TASK OBJECTIVE - How many lines in the records below contain the string "target"? Answer with the number alone.

Collected data entries
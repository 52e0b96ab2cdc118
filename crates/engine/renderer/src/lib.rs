//! Progressive accumulation renderer over OpenGL
//!
//! The host side of the path tracer: it owns the two ping-ponged
//! accumulation buffers, the raytrace and tonemap shader programs, and the
//! scene's GPU textures, and feeds the whole scene to the GPU as named
//! uniforms each frame. The tracing algorithm itself lives in the GLSL
//! sources under `res/shaders`.

mod accumulation;
mod shader;
mod target;
mod texture;

pub use accumulation::{
    AccumulationRenderer, CameraState, RenderSettings, MAX_BLOCKS, MAX_SPHERES,
};
pub use shader::ShaderProgram;
pub use target::{FrameBuffer, PingPong};
pub use texture::{SceneTextures, Texture};
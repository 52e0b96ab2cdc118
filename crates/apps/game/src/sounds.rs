use std::path::Path;

use prism_audio::Sound;
use tracing::warn;

/// Footstep pitch cycles through these so repeated steps do not sound
/// machine-like.
const STEP_PITCHES: [f32; 4] = [1.0, 0.96, 1.05, 0.92];

/// The game's sound effects, loaded up front.
///
/// Missing or undecodable files degrade to silence with a warning; audio is
/// never a reason to refuse to start.
pub struct SoundBank {
    steps: Vec<Sound>,
    land: Option<Sound>,
    respawn: Option<Sound>,
    next_step: usize,
}

impl SoundBank {
    pub fn load(dir: &Path) -> Self {
        let steps = (1..=4)
            .filter_map(|i| load_optional(&dir.join(format!("step{i}.ogg"))))
            .collect();

        Self {
            steps,
            land: load_optional(&dir.join("land.ogg")),
            respawn: load_optional(&dir.join("respawn.ogg")),
            next_step: 0,
        }
    }

    /// Next footstep variant with its pitch, cycling through the set.
    pub fn step(&mut self) -> Option<(&Sound, f32)> {
        if self.steps.is_empty() {
            return None;
        }

        let index = self.next_step;
        self.next_step = (self.next_step + 1) % self.steps.len();

        Some((
            &self.steps[index],
            STEP_PITCHES[index % STEP_PITCHES.len()],
        ))
    }

    pub fn land(&self) -> Option<&Sound> {
        self.land.as_ref()
    }

    pub fn respawn(&self) -> Option<&Sound> {
        self.respawn.as_ref()
    }
}

fn load_optional(path: &Path) -> Option<Sound> {
    match Sound::from_file(path) {
        Ok(sound) => Some(sound),
        Err(e) => {
            warn!("sound unavailable: {e}");
            None
        }
    }
}
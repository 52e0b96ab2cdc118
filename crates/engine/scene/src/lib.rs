//! Scene description format and data model
//!
//! A scene is a flat list of materials plus the axis-aligned blocks and
//! spheres that reference them by index, together with the three texture
//! files (albedo atlas, normal atlas, skybox) the renderer samples.
//!
//! Scenes are loaded from a line-oriented text format (see [`Scene::parse`])
//! and are immutable for the lifetime of a play session.

mod parse;
mod scene;

pub use parse::{ParseError, SceneError, Section};
pub use scene::{Block, Material, Scene, Sphere, TextureRefs, Trigger};

/// Directory scene texture references are resolved against.
pub const TEXTURES_DIR: &str = "res/textures";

ANSWER TO THE EXERCISE - 2